**** Extracted material

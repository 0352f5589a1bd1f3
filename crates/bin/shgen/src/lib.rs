//! Bake the diffuse irradiance of a cubemap into nine SH coefficients.

pub mod console;
mod driver;

pub use driver::{Driver, Job, NO_INPUT_MESSAGE};
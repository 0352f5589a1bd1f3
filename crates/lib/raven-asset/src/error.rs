use thiserror::Error;

#[derive(Debug, Error, PartialEq, Eq)]
pub enum DdsError {
    #[error("File is too short to be a DDS file ({0} bytes)!")]
    TooShort(usize),

    #[error("Bad DDS magic number {0:#010x}!")]
    BadMagic(u32),

    #[error("Bad DDS header size {0}, expected 124!")]
    BadHeaderSize(u32),

    #[error("DDS file has no DX10 extension header!")]
    NotDx10,

    #[error("Given cubemap format must be DXGI_FORMAT_R32G32B32_FLOAT, found DXGI format {0}!")]
    UnsupportedFormat(u32),

    #[error("DDS texture is not a cubemap!")]
    NotCubemap,

    #[error("Cubemap faces must be square, found {width}x{height}!")]
    NotSquare { width: u32, height: u32 },

    #[error("Cubemap arrays are not supported (array size {0})!")]
    UnsupportedArraySize(u32),

    #[error("DDS file declares {mip_count} mip levels, a {max} level chain is the most its size allows!")]
    TooManyMips { mip_count: usize, max: usize },

    #[error("DDS cubemap of {dimension}x{dimension} with {mip_count} mip level(s) is too large!")]
    SizeOverflow { dimension: usize, mip_count: usize },

    #[error("DDS payload is truncated: {actual} bytes, expected {expected}!")]
    Truncated { expected: usize, actual: usize },
}

#[derive(Debug, Error)]
pub enum ShJsonError {
    #[error("Failed to parse SH coefficients: {0}")]
    Parse(#[from] serde_json::Error),

    #[error("Expected 9 SH coefficients, found {0}!")]
    CoefficientCount(usize),

    #[error("SH coefficient {index} must be 3 numbers!")]
    BadCoefficient { index: usize },
}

********

_Instructions to follow_
If a line in the records contains "filename", report it.

_Exercise response_
filename crates/bin/shgen/src/lib.rs
filename crates/lib/raven-asset/src/error.rs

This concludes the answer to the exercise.